Feature #9001
closed
Add checkbox to disable SSL peer verification for SMTP notifications
100%
Description
Some mail servers do not use a certificate that can be validated by the current code (e.g. custom self-signed CA or cert), but they can still benefit from TLS if the user opts to not validate the cert.
The current Pear Mail and Net_SMTP code supports this now, but we need a GUI knob and some backend code to enable it.
Should be simple, one checkbox that sets the right socket option. A user has already confirmed the backend change works, but it needs to be made conditional.

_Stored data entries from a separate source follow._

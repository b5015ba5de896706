//! Observations and their partition by group

use std::collections::BTreeMap;

use itertools::Itertools;

use crate::error::{Error, Result};
use crate::stats::rand_util::Rng;

/// Number of groups a comparison is made of
pub const GROUPS: usize = 2;

/// One subject record
#[derive(Clone, Debug, PartialEq, Serialize, Deserialize)]
pub struct Observation {
    /// Subject identifier, if the source has one
    pub subject: Option<String>,
    /// Group label, e.g. `"Yes"`/`"No"` for physical activity
    pub group: String,
    /// Measured value, e.g. weight
    pub value: f64,
}

impl Observation {
    pub fn new<G: Into<String>>(group: G, value: f64) -> Observation {
        Observation {
            subject: None,
            group: group.into(),
            value,
        }
    }

    pub fn with_subject<S: Into<String>>(mut self, subject: S) -> Observation {
        self.subject = Some(subject.into());
        self
    }
}

/// An immutable collection of observations spanning exactly two groups
///
/// Used both for a fixed-size sample and for the full dataset when it is treated as the
/// population. Groups are kept in lexicographic order of their labels; every per-group output
/// of the crate follows that order.
#[derive(Clone, Debug, PartialEq)]
pub struct Observations {
    observations: Box<[Observation]>,
    groups: Box<[String]>,
}

impl Observations {
    /// Validates and wraps `observations`
    ///
    /// Fails with `InvalidData` if there are no observations, if any value is not finite or
    /// if the observations do not span exactly two groups.
    pub fn new(observations: Vec<Observation>) -> Result<Observations> {
        if observations.is_empty() {
            return Err(Error::InvalidData("no observations".to_owned()));
        }

        if let Some(bad) = observations.iter().find(|o| !o.value.is_finite()) {
            return Err(Error::InvalidData(format!(
                "non-finite value {} in group {:?}",
                bad.value, bad.group
            )));
        }

        let groups = observations
            .iter()
            .map(|o| o.group.as_str())
            .unique()
            .sorted()
            .map(str::to_owned)
            .collect::<Vec<_>>();

        if groups.len() != GROUPS {
            return Err(Error::InvalidData(format!(
                "expected exactly {} groups, found {}: [{}]",
                GROUPS,
                groups.len(),
                groups.iter().map(|g| format!("{:?}", g)).join(", ")
            )));
        }

        Ok(Observations {
            observations: observations.into_boxed_slice(),
            groups: groups.into_boxed_slice(),
        })
    }

    /// Group labels, in order
    pub fn groups(&self) -> &[String] {
        &self.groups
    }

    pub fn len(&self) -> usize {
        self.observations.len()
    }

    /// Always `false`; kept for symmetry with `len`
    pub fn is_empty(&self) -> bool {
        self.observations.is_empty()
    }

    pub fn iter(&self) -> std::slice::Iter<'_, Observation> {
        self.observations.iter()
    }

    /// Maps each group label to its values, in input order
    pub fn partition(&self) -> BTreeMap<&str, Vec<f64>> {
        self.observations
            .iter()
            .map(|o| (o.group.as_str(), o.value))
            .into_group_map()
            .into_iter()
            .collect()
    }

    /// `(group index, value)` pairs, the compact form the bootstrap resamples
    pub(crate) fn coded(&self) -> Vec<(usize, f64)> {
        self.observations
            .iter()
            .map(|o| {
                let code = self
                    .groups
                    .binary_search(&o.group)
                    .unwrap_or_else(|_| unreachable!("groups are collected from observations"));

                (code, o.value)
            })
            .collect()
    }

    /// Draws `n` observations without replacement
    ///
    /// This is how the fixed-size sample is taken from the full dataset. Fails with
    /// `InvalidConfiguration` if `n` is zero or larger than the number of observations, and
    /// with `InvalidData` if the draw happens to miss a group entirely.
    pub fn draw(&self, n: usize, rng: &mut Rng) -> Result<Observations> {
        let len = self.len();

        if n == 0 || n > len {
            return Err(Error::InvalidConfiguration(format!(
                "sample size must be in 1..={} (the number of observations), got {}",
                len, n
            )));
        }

        // Partial Fisher-Yates: the first `n` slots end up holding a uniform draw
        let mut indices: Vec<usize> = (0..len).collect();
        for i in 0..n {
            let j = i + rng.rand_range(0..(len - i) as u64) as usize;
            indices.swap(i, j);
        }

        let drawn = indices[..n]
            .iter()
            .map(|&i| self.observations[i].clone())
            .collect();

        Observations::new(drawn)
    }
}

impl<'a> IntoIterator for &'a Observations {
    type Item = &'a Observation;
    type IntoIter = std::slice::Iter<'a, Observation>;

    fn into_iter(self) -> Self::IntoIter {
        self.iter()
    }
}

#[cfg(test)]
mod test {
    use std::collections::HashSet;

    use quickcheck::{quickcheck, TestResult};

    use super::*;
    use crate::stats::rand_util;

    fn scenario() -> Observations {
        let a = [70.0, 72.0, 74.0, 76.0, 78.0].iter().map(|&v| Observation::new("A", v));
        let b = [60.0, 62.0, 64.0, 66.0, 68.0].iter().map(|&v| Observation::new("B", v));

        Observations::new(a.chain(b).collect()).unwrap()
    }

    #[test]
    fn partition_by_group() {
        let observations = scenario();
        let partition = observations.partition();

        assert_eq!(observations.groups(), ["A", "B"]);
        assert_eq!(partition["A"], vec![70.0, 72.0, 74.0, 76.0, 78.0]);
        assert_eq!(partition["B"], vec![60.0, 62.0, 64.0, 66.0, 68.0]);
    }

    #[test]
    fn groups_are_sorted() {
        let observations = Observations::new(vec![
            Observation::new("Yes", 1.0),
            Observation::new("No", 2.0),
        ])
        .unwrap();

        assert_eq!(observations.groups(), ["No", "Yes"]);
        assert_eq!(observations.coded(), vec![(1, 1.0), (0, 2.0)]);
    }

    #[test]
    fn rejects_wrong_number_of_groups() {
        let one = vec![Observation::new("A", 1.0), Observation::new("A", 2.0)];
        let three = vec![
            Observation::new("A", 1.0),
            Observation::new("B", 2.0),
            Observation::new("C", 3.0),
        ];

        for observations in vec![vec![], one, three] {
            match Observations::new(observations) {
                Err(Error::InvalidData(_)) => {}
                other => panic!("expected InvalidData, got {:?}", other),
            }
        }
    }

    #[test]
    fn rejects_nan() {
        let observations = vec![Observation::new("A", f64::NAN), Observation::new("B", 2.0)];

        assert!(matches!(
            Observations::new(observations),
            Err(Error::InvalidData(_))
        ));
    }

    #[test]
    fn draw_size_is_validated() {
        let observations = scenario();
        let mut rng = rand_util::seeded(0);

        for &n in &[0, 11] {
            assert!(matches!(
                observations.draw(n, &mut rng),
                Err(Error::InvalidConfiguration(_))
            ));
        }
    }

    #[test]
    fn full_draw_is_a_permutation() {
        let observations = scenario();
        let drawn = observations.draw(10, &mut rand_util::seeded(5)).unwrap();
        let mut values: Vec<f64> = drawn.iter().map(|o| o.value).collect();
        values.sort_by(|a, b| a.partial_cmp(b).unwrap());

        assert_eq!(
            values,
            vec![60.0, 62.0, 64.0, 66.0, 68.0, 70.0, 72.0, 74.0, 76.0, 78.0]
        );
    }

    quickcheck! {
        fn draw_is_without_replacement(seed: u64, n: u8) -> TestResult {
            let n = n as usize;
            if n < 2 || n > 200 {
                return TestResult::discard();
            }

            let population = Observations::new(
                (0..200)
                    .map(|i| Observation::new(if i % 2 == 0 { "A" } else { "B" }, f64::from(i)))
                    .collect(),
            )
            .unwrap();

            match population.draw(n, &mut rand_util::seeded(seed)) {
                Ok(sample) => {
                    let distinct = sample.iter().map(|o| o.value as i64).collect::<HashSet<_>>();
                    TestResult::from_bool(sample.len() == n && distinct.len() == n)
                }
                // a small draw may miss a group
                Err(Error::InvalidData(_)) => TestResult::discard(),
                Err(_) => TestResult::failed(),
            }
        }
    }
}
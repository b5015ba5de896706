//! Private macros used for logging and error handling.

/// Print an error message to stderr
macro_rules! error {
    ($($arg:tt)*) => (
        eprintln!("mean-ci ERROR: {}", &format!($($arg)*))
    )
}

/// Print a debug message to stdout. Message is only printed if MEAN_CI_DEBUG is set.
macro_rules! info {
    ($($arg:tt)*) => (
        if crate::debug_enabled() {
            println!("mean-ci DEBUG: {}", &format!($($arg)*))
        }
    )
}

/// Evaluates `$block`, logging how long it took.
macro_rules! elapsed {
    ($msg:expr, $block:expr) => {{
        let start = ::std::time::Instant::now();
        let out = $block;
        let elapsed = &start.elapsed();

        info!(
            "{} took {}",
            $msg,
            crate::format::time(elapsed.as_nanos() as f64)
        );

        out
    }};
}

See the attached patch for the part that needs added to disable TLS verification, and see https://forum.netgate.com/topic/136299/pfsense-2-4-4-smtp-question/5 for more discussion.
Files
Updated by Jim Pingle over 5 years ago
- Status changed from New to Feedback
- % Done changed from 0 to 100
Applied in changeset 7da466e1c4b6873b9fb80e862faf8f799a6d4531.
Updated by Luiz Souza over 5 years ago
- Target version changed from 2.4.4-GS to 2.4.4-p1
Updated by Anonymous over 5 years ago
On 2.4.5.a.20181120.0754, feature is present. However, without a misconfigured email server, I can't tell if the feature works as expected.
Updated by Chris Linstruth over 5 years ago
Using a host override to cause a hostname mismatch on a server with a valid certificate I was able to confirm mail could be sent if the verification was disabled and failed if it was enabled. Looks good.